§ What the task requires
Copy each line from the data that has the word "AcquireError" in it.

[Collected data entries]
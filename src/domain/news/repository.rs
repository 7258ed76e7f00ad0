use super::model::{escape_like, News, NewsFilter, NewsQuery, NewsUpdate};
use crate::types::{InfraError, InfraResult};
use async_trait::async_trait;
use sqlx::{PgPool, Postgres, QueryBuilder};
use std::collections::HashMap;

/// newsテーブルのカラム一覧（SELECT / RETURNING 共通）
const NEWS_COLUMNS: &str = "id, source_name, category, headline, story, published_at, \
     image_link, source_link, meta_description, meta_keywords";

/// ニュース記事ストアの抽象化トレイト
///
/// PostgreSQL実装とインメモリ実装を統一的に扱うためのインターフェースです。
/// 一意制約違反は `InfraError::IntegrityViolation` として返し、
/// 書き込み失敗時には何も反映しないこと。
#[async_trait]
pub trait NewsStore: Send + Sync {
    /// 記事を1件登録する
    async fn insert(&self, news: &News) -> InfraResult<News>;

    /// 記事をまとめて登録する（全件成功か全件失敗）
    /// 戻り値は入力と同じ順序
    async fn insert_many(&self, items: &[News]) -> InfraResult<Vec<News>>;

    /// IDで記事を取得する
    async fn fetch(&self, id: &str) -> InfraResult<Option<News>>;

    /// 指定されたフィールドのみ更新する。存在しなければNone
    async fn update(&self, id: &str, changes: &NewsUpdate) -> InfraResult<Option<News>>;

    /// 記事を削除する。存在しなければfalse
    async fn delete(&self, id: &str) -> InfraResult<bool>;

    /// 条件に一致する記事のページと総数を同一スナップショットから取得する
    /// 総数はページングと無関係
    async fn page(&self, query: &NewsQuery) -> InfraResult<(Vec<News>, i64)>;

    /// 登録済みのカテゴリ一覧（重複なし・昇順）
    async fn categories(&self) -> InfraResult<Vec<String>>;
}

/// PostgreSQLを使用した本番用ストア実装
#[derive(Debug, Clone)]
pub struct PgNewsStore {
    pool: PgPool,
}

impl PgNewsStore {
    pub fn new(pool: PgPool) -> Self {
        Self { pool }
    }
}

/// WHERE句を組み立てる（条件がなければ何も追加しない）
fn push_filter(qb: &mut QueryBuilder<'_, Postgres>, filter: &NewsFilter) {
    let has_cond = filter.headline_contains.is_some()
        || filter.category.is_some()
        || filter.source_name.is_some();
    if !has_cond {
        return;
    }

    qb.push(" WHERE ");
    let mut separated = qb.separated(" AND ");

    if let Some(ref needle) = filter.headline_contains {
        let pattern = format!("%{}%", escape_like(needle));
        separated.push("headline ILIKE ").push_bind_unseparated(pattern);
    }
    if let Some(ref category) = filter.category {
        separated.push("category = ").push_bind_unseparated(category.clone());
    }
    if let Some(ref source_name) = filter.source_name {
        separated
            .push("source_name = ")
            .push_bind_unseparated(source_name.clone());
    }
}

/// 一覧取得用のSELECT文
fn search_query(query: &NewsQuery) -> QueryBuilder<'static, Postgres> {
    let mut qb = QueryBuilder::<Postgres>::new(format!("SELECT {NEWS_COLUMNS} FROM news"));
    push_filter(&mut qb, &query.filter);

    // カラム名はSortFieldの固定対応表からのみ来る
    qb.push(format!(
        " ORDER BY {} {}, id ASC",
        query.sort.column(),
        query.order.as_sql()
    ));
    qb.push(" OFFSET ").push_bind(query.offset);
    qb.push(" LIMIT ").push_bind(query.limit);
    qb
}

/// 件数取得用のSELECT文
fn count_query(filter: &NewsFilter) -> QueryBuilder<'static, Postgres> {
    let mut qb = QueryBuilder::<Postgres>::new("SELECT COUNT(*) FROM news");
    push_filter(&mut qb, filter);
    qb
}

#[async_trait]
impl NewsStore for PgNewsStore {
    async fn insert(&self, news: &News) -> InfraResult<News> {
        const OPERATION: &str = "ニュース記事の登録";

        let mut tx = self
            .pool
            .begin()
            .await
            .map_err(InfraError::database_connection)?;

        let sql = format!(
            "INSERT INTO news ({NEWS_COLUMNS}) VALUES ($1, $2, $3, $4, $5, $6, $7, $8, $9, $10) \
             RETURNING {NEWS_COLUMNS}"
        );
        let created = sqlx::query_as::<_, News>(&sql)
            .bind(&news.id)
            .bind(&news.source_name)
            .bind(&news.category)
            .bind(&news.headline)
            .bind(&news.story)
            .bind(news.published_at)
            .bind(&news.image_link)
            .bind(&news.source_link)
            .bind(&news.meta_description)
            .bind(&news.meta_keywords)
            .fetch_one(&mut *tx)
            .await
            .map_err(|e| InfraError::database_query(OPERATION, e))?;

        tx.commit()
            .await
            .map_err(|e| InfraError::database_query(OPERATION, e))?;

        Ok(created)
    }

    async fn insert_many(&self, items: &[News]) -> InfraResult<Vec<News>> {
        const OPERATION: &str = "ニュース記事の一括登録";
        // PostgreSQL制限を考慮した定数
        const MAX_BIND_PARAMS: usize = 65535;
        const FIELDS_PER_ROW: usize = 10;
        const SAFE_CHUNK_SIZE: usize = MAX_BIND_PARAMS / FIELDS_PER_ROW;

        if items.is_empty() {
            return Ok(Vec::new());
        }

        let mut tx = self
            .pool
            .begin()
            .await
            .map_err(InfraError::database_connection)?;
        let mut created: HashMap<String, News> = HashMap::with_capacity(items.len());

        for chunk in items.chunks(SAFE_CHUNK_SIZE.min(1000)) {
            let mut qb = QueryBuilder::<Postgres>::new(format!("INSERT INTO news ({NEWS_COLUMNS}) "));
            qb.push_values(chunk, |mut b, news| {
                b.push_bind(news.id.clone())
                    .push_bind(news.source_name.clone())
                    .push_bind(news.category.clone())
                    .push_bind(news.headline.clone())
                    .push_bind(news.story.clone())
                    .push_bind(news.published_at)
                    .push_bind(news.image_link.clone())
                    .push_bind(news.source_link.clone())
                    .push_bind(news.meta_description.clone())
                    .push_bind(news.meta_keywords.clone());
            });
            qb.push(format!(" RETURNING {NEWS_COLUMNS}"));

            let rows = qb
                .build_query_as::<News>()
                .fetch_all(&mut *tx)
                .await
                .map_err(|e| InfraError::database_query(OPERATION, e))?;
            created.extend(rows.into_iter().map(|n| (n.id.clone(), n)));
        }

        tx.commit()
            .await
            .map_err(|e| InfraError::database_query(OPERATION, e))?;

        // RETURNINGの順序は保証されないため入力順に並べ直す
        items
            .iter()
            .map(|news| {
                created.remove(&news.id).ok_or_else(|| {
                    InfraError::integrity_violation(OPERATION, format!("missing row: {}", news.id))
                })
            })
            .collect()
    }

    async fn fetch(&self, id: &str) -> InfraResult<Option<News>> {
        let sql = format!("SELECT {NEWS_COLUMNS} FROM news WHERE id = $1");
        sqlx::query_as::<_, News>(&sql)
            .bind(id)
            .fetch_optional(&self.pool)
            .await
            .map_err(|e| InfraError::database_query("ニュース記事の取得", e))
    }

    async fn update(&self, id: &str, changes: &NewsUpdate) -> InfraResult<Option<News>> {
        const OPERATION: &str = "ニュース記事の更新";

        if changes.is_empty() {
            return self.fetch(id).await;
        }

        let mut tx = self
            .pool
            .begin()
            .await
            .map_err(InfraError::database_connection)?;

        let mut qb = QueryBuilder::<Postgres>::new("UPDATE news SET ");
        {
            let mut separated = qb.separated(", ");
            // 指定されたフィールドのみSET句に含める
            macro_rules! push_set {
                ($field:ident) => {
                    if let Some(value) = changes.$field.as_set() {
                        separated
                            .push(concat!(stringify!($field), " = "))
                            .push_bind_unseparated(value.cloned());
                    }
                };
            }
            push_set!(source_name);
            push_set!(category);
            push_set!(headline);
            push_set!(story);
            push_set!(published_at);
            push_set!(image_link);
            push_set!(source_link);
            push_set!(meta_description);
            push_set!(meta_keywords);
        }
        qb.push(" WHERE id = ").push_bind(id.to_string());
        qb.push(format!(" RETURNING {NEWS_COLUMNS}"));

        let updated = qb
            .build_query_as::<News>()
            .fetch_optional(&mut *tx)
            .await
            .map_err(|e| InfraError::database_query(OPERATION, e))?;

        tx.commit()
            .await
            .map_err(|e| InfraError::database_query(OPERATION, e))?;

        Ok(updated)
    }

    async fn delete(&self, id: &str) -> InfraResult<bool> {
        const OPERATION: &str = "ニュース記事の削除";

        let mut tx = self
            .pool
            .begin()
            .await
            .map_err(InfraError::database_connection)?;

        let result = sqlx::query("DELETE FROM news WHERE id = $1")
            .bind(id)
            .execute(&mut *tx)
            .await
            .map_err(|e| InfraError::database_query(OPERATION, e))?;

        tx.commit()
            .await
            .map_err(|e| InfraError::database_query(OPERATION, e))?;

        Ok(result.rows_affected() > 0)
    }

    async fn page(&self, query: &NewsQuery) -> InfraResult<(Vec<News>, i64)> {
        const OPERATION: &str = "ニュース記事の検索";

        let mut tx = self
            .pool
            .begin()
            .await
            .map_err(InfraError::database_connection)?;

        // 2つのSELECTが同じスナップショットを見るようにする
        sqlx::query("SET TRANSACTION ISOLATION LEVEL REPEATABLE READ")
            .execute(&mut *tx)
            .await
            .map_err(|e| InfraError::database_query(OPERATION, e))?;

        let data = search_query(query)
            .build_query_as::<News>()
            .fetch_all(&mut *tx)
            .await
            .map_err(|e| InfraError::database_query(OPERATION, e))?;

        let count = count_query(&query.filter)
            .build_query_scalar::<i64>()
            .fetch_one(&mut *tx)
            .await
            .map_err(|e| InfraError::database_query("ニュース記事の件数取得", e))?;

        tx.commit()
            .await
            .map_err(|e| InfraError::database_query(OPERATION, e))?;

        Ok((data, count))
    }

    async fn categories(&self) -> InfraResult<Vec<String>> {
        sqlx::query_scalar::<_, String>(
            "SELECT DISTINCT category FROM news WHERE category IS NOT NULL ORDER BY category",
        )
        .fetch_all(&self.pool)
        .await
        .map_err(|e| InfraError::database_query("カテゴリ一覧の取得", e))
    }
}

---

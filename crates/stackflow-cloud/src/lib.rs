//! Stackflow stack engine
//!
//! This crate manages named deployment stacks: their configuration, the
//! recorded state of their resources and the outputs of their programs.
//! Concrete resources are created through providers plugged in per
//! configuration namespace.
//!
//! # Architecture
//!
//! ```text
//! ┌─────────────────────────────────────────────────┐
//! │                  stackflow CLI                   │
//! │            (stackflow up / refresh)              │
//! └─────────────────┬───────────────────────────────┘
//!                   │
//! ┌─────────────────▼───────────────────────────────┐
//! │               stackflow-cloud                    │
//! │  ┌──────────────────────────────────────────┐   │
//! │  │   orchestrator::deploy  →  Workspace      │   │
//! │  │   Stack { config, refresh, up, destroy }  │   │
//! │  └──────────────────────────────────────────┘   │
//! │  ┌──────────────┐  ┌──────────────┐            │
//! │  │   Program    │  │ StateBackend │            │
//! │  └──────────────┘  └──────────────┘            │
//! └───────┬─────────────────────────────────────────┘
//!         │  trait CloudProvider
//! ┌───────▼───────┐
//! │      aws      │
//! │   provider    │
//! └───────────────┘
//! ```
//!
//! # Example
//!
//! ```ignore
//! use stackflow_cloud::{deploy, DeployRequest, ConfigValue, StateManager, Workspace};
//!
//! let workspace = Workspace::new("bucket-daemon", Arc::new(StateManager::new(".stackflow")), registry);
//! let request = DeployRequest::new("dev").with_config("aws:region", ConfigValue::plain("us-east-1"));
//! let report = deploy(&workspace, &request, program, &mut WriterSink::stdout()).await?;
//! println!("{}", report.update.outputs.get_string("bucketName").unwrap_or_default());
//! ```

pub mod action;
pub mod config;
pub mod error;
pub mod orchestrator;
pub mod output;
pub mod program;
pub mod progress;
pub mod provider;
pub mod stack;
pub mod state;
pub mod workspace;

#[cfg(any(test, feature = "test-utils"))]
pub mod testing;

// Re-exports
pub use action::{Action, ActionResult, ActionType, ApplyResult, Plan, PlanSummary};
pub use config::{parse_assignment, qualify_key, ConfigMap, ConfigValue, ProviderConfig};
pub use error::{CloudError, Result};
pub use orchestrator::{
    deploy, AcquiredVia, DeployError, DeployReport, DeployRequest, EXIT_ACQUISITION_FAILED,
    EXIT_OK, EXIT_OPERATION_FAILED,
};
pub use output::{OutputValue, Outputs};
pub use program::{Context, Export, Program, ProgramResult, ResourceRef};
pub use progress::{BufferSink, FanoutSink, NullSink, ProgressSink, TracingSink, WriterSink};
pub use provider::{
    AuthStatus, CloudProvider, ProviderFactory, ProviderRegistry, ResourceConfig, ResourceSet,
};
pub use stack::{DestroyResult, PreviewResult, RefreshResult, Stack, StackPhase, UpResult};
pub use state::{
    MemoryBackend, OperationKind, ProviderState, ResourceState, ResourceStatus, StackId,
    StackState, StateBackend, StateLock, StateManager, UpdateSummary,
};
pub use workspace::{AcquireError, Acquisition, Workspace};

* * *

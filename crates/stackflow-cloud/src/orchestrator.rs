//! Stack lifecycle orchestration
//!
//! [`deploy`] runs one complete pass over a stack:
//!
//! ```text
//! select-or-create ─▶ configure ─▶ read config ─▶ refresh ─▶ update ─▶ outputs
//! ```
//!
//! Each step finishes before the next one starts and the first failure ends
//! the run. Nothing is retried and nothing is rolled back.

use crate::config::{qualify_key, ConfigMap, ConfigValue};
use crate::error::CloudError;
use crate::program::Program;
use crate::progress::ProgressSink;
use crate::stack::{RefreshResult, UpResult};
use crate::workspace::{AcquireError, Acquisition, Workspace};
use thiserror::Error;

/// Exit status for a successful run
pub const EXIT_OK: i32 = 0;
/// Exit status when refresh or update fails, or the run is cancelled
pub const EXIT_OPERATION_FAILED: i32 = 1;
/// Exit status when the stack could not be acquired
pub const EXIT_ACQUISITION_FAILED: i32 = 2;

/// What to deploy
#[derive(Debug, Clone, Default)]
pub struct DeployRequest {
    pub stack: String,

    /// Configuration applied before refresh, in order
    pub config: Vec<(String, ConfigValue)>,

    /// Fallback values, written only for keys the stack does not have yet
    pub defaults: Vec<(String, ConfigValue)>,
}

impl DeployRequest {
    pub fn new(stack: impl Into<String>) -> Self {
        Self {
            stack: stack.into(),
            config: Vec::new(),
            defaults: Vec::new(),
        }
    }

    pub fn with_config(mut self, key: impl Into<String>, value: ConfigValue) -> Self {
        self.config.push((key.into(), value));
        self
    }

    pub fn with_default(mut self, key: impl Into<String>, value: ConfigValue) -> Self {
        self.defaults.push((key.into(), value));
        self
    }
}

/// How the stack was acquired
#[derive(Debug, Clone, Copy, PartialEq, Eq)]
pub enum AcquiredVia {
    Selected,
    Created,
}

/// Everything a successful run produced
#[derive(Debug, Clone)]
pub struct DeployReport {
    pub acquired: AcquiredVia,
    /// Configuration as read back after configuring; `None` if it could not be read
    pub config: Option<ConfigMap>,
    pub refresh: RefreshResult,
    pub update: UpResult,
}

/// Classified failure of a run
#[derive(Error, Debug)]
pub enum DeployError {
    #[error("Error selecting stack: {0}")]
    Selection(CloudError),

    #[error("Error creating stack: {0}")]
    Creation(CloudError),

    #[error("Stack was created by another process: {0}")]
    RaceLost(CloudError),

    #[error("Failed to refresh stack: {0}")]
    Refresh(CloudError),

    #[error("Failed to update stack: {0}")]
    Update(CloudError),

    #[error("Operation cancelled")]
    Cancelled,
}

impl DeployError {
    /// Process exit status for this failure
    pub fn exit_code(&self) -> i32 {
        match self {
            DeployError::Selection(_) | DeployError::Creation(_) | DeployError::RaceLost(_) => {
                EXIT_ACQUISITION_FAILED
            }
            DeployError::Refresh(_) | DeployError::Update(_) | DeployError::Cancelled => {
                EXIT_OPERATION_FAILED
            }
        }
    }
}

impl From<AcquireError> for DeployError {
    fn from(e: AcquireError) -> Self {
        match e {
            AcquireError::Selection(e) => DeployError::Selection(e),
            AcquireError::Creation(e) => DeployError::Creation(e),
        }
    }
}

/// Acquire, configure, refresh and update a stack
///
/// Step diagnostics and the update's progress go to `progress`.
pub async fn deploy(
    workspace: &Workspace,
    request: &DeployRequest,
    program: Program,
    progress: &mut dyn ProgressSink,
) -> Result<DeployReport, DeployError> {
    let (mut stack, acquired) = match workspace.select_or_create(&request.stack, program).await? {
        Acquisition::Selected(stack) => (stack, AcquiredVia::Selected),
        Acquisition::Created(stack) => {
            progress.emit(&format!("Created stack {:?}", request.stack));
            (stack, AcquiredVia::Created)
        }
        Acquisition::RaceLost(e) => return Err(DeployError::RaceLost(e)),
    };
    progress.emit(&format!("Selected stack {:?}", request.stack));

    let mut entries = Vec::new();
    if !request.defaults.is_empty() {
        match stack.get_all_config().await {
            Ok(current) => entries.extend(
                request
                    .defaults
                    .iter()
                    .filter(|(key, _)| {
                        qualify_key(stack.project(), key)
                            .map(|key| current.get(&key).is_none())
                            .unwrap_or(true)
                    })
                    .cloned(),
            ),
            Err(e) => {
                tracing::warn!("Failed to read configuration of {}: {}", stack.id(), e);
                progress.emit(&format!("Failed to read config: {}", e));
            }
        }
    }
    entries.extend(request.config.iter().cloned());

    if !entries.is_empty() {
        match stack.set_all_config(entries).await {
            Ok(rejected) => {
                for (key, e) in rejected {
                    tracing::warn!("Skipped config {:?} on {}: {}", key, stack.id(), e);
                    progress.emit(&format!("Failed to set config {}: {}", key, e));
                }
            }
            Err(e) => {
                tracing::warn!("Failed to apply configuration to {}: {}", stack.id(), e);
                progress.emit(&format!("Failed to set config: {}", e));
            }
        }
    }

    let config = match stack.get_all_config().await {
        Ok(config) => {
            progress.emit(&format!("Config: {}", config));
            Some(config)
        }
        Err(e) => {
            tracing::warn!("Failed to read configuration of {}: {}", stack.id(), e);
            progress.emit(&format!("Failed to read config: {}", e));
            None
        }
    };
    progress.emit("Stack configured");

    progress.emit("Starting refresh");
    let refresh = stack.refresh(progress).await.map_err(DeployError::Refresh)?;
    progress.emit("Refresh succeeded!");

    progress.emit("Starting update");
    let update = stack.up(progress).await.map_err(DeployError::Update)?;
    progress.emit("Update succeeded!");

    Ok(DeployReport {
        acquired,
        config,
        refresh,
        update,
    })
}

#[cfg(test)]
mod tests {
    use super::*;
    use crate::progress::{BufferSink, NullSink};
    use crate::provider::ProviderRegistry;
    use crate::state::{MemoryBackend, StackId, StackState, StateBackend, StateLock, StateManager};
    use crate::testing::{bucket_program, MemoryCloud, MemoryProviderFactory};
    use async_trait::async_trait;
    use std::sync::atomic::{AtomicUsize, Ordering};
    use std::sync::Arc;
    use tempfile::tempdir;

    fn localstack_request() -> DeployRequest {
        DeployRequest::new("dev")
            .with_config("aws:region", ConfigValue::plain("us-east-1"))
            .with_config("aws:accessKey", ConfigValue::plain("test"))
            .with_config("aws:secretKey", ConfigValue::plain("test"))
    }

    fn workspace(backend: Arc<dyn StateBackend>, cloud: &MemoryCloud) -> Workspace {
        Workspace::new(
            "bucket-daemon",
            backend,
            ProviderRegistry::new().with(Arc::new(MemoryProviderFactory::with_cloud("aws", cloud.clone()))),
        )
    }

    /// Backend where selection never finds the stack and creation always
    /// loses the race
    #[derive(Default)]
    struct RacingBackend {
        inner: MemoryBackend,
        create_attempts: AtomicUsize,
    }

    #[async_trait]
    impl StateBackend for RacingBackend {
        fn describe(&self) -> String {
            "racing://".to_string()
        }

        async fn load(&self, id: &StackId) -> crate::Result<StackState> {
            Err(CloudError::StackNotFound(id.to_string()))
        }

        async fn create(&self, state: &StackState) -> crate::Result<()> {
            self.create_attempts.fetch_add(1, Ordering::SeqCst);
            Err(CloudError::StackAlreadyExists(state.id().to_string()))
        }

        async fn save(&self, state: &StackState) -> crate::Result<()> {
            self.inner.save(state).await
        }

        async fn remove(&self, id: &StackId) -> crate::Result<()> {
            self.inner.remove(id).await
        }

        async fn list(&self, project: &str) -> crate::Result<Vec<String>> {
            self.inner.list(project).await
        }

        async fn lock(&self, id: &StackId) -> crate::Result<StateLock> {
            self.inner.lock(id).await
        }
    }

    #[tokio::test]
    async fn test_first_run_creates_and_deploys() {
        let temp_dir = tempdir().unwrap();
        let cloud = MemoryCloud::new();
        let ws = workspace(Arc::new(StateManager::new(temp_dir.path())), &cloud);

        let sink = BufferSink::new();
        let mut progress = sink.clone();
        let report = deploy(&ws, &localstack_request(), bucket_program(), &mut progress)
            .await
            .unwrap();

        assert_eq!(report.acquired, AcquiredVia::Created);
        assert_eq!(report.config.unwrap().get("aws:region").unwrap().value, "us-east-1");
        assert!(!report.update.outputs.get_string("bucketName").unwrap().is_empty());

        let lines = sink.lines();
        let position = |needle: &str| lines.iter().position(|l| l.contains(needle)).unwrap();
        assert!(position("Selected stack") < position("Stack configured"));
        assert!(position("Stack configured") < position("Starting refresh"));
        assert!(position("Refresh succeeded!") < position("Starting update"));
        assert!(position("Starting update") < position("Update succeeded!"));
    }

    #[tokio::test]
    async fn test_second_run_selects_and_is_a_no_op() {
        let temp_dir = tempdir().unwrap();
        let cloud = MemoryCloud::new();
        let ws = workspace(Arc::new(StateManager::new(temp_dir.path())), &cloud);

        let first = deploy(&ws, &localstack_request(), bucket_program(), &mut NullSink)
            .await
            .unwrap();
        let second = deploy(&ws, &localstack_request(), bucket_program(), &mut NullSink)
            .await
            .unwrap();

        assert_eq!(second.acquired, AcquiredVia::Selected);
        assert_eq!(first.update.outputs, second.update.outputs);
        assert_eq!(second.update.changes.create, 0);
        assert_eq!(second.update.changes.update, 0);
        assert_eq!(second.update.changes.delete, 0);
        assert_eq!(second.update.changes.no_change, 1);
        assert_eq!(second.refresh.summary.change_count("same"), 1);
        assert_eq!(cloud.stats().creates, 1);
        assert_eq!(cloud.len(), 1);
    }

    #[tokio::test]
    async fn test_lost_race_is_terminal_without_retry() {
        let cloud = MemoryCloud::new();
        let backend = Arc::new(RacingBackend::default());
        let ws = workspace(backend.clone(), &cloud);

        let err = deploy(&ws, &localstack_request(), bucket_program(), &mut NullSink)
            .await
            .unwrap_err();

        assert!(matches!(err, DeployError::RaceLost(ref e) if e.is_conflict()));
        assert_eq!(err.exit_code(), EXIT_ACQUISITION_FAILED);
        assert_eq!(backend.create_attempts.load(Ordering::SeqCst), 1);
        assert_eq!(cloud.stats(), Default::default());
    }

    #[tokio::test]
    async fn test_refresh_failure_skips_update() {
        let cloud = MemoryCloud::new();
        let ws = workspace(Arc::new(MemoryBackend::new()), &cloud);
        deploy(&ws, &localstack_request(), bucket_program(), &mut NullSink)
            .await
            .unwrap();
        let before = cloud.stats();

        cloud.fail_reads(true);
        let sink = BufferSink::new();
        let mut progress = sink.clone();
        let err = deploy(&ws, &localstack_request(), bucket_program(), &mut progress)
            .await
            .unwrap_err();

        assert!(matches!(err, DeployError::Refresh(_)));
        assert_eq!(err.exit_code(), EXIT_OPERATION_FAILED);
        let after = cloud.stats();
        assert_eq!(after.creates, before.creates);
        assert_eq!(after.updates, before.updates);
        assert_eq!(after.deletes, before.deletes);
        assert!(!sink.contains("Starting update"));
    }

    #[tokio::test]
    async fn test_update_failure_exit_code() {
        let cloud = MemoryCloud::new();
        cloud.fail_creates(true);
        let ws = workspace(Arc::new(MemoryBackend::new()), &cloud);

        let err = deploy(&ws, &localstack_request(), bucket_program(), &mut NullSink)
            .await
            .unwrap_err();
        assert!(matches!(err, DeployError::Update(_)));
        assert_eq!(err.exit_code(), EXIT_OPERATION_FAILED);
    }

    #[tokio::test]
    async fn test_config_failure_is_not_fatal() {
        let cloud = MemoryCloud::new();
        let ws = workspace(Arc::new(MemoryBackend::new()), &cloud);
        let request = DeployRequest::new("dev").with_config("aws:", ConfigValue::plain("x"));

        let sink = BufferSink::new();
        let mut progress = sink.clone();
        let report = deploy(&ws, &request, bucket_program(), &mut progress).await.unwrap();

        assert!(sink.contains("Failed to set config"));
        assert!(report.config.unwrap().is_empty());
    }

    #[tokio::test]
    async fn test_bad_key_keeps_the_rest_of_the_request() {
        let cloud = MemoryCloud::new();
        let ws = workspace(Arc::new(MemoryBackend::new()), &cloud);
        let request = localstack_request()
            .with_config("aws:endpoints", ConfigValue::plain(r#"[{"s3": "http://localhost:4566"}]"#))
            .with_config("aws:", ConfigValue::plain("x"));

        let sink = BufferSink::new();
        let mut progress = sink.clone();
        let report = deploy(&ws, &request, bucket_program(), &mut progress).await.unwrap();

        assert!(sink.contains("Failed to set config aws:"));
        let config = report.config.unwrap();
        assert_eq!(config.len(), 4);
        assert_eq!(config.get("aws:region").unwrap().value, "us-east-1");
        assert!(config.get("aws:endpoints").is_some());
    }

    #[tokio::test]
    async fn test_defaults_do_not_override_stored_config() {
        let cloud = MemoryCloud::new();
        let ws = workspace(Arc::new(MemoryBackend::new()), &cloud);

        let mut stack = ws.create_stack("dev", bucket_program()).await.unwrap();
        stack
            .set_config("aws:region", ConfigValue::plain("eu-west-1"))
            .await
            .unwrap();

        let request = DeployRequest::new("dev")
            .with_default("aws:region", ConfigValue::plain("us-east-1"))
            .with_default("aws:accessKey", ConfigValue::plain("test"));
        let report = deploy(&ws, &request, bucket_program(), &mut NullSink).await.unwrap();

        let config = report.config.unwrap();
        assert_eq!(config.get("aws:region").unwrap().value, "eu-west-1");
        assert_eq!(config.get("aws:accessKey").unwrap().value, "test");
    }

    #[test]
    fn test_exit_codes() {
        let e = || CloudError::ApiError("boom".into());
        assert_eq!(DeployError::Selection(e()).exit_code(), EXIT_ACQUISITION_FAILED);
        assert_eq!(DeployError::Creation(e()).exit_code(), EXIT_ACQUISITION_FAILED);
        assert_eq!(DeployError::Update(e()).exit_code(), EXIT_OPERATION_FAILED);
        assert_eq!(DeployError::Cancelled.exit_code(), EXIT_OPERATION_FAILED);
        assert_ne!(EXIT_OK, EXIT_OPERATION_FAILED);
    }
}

§ Written reply
pub use workspace::{AcquireError, Acquisition, Workspace};
use crate::workspace::{AcquireError, Acquisition, Workspace};
impl From<AcquireError> for DeployError {
    fn from(e: AcquireError) -> Self {
            AcquireError::Selection(e) => DeployError::Selection(e),
            AcquireError::Creation(e) => DeployError::Creation(e),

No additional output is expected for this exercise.